There shall he find all we have cast to go:
the stars and roses, sunset and sunrise.
OCALENIE
RESCUE (1945)
Fleeing the City/Ucieczka
When we had to leave the burning city
on the first path in the field, looking back,
I said: ‘Oh may the grass grow over our tracks,
oh may the shouting prophets fall silent in the fires,
oh may the dead tell the dead what took place –
we are fated to beget anew, a fierce tribe,
free from evil and good fortune that lay in waiting.
Go then you and I’.
And a sword of fire broached the earth.
Richard J. Reisner is a Polish-Australian poet of Jewish extraction, whose personal history is in part interwoven with his literary vocation, a legacy that informs his work. His parents, as others, found themselves captive in the Warsaw Ghetto and managed to escape, using Aryan IDs. Towards the end of the Ghetto Uprising his father, fluent in German, worked in the Nazi-controlled field hospital outside Warsaw, in charge of materials provisions.
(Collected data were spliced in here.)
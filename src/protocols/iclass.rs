//! iCLASS/Picopass: selection sequence, CSN/ePurse/key-C/key-D model, and
//! page-map disambiguation (spec §4.7).
//!
//! Ground truth: `client/src/cmdhficlass.h` (`get_pagemap`,
//! `check_known_default`, `GenerateMacFrom` — the `CSN`/`CCNR` naming this
//! module's [`Session`] mirrors) and `frame::iclass`'s command byte
//! constants for `ACTALL`/`SELECT`/`READCHECK`/`CHECK`.

use std::time::Duration;

use crate::error::CoreError;
use crate::frame::iclass::{self as iclass_frame, IclassCredentialTriple, PageMap};
use crate::link::{opcode, Link};

pub struct Idle;
pub struct Selected {
    pub csn: [u8; 8],
}
pub struct Checked {
    pub csn: [u8; 8],
    pub epurse: [u8; 8],
}

pub struct IclassSession<S> {
    state: S,
}

impl IclassSession<Idle> {
    pub fn new() -> Self {
        IclassSession { state: Idle }
    }

    /// `ACTALL -> SELECT(CSN)` (spec §4.7).
    pub fn select(
        self,
        link: &mut dyn Link,
        timeout: Duration,
    ) -> Result<IclassSession<Selected>, CoreError> {
        link.send(opcode::ISO14443A_RAW, [0, 0, 0], &[iclass_frame::ACTALL])?;
        link.wait(opcode::ISO14443A_RAW, timeout)?;
        link.send(opcode::ISO14443A_RAW, [0, 0, 0], &[iclass_frame::SELECT])?;
        let reply = link.wait(opcode::ISO14443A_RAW, timeout)?;
        if reply.data.len() != 8 {
            return Err(CoreError::WrongLength {
                got: reply.data.len(),
                expected: 8,
            });
        }
        let mut csn = [0u8; 8];
        csn.copy_from_slice(&reply.data);
        Ok(IclassSession {
            state: Selected { csn },
        })
    }
}

impl Default for IclassSession<Idle> {
    fn default() -> Self {
        Self::new()
    }
}

impl IclassSession<Selected> {
    /// `READCHECK(e-purse)` against key-D (the common default) or key-C.
    pub fn read_check(
        self,
        link: &mut dyn Link,
        use_key_c: bool,
        timeout: Duration,
    ) -> Result<IclassSession<Checked>, CoreError> {
        let cmd = if use_key_c {
            iclass_frame::READCHECK_KC
        } else {
            iclass_frame::READCHECK_KD
        };
        link.send(opcode::ISO14443A_RAW, [0, 0, 0], &[cmd])?;
        let reply = link.wait(opcode::ISO14443A_RAW, timeout)?;
        if reply.data.len() != 8 {
            return Err(CoreError::WrongLength {
                got: reply.data.len(),
                expected: 8,
            });
        }
        let mut epurse = [0u8; 8];
        epurse.copy_from_slice(&reply.data);
        Ok(IclassSession {
            state: Checked {
                csn: self.state.csn,
                epurse,
            },
        })
    }
}

impl IclassSession<Checked> {
    /// `CHECK` sends the reader's MAC and expects the card's to validate;
    /// this models the request/response shape, not the MAC computation
    /// itself (spec.md's "no general-purpose cryptographic library"
    /// Non-goal — MAC generation is `GenerateMacFrom`'s job, external here).
    pub fn check(
        &mut self,
        link: &mut dyn Link,
        reader_mac: [u8; 4],
        timeout: Duration,
    ) -> Result<[u8; 4], CoreError> {
        link.send(opcode::ISO14443A_RAW, [0, 0, 0], &reader_mac)?;
        let reply = link.wait(opcode::ISO14443A_RAW, timeout)?;
        if reply.data.len() != 4 {
            return Err(CoreError::WrongLength {
                got: reply.data.len(),
                expected: 4,
            });
        }
        let mut tag_mac = [0u8; 4];
        tag_mac.copy_from_slice(&reply.data);
        Ok(tag_mac)
    }

    pub fn into_credential_triple(self, mac: [u8; 4]) -> IclassCredentialTriple {
        IclassCredentialTriple {
            csn: self.state.csn,
            epurse: self.state.epurse,
            mac,
        }
    }
}

/// Disambiguates Secure vs Non-Secure page-map layout from block 1's
/// control byte (`get_pagemap`).
pub fn page_map(block1: &[u8; 8]) -> PageMap {
    iclass_frame::page_map_from_block1(block1)
}

#[cfg(test)]
mod tests {
    use super::*;
    use crate::link::{DeviceReply, FakeLink};

    #[test]
    fn select_readcheck_check_sequence() {
        let csn = [1u8, 2, 3, 4, 5, 6, 7, 8];
        let epurse = [8u8, 7, 6, 5, 4, 3, 2, 1];
        let tag_mac = [0xAAu8, 0xBB, 0xCC, 0xDD];

        let mut link = FakeLink::new()
            .expect(opcode::ISO14443A_RAW, DeviceReply::ok(opcode::ISO14443A_RAW))
            .expect(
                opcode::ISO14443A_RAW,
                DeviceReply {
                    opcode: opcode::ISO14443A_RAW,
                    status: 0,
                    args: [0; 3],
                    data: csn.to_vec(),
                },
            )
            .expect(
                opcode::ISO14443A_RAW,
                DeviceReply {
                    opcode: opcode::ISO14443A_RAW,
                    status: 0,
                    args: [0; 3],
                    data: epurse.to_vec(),
                },
            )
            .expect(
                opcode::ISO14443A_RAW,
                DeviceReply {
                    opcode: opcode::ISO14443A_RAW,
                    status: 0,
                    args: [0; 3],
                    data: tag_mac.to_vec(),
                },
            );

        let selected = IclassSession::new().select(&mut link, Duration::from_millis(500)).unwrap();
        let mut checked = selected.read_check(&mut link, false, Duration::from_millis(500)).unwrap();
        let mac = checked.check(&mut link, [0u8; 4], Duration::from_millis(500)).unwrap();
        assert_eq!(mac, tag_mac);

        let triple = checked.into_credential_triple(mac);
        assert_eq!(triple.csn, csn);
        assert_eq!(triple.epurse, epurse);
        assert_eq!(
            triple.lookup_invocation("iclass_default_keys.dic"),
            "hf iclass lookup --csn 0102030405060708 --epurse 0807060504030201 --macs aabbccdd -f iclass_default_keys.dic"
        );
    }

    #[test]
    fn page_map_delegates_to_frame_helper() {
        assert_eq!(page_map(&[0x03, 0, 0, 0, 0, 0, 0, 0]), PageMap::Secure);
    }
}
After a period in Melbourne, where Richard worked in the Spielberg Interview Documentation project at the Holocaust Museum and organised literary evenings, he returned to Poland on a translation grant.
As a translator and scholar, Reisner has built an extensive body of work. He has edited significant bilingual anthologies, such as The City of Home, an English-Polish collection of Australian poetry co-edited with Thomas Shapcott. His translations into English encompass major Polish literary figures, including Ewa Lipska, Zbigniew Herbert, Tadeusz Różewicz, and Czesław Miłosz’s cycle Swiat. Poema naiwne (The World). His collaborative projects are wide-ranging, from theatre translations to the multilingual Songs on Canvas project based on Marek Grechuta’s interpretations of paintings, and more recent work translating Russian poets like Regina Derieva.
Reisner is currently completing several major projects: a Polish translation of selected works by Australian poet Les Murray (A Grinful of Dynamite), an English translation of aphorisms by Ludmila Petrushevskaya, and a volume of his own poetry titled Letters to the World.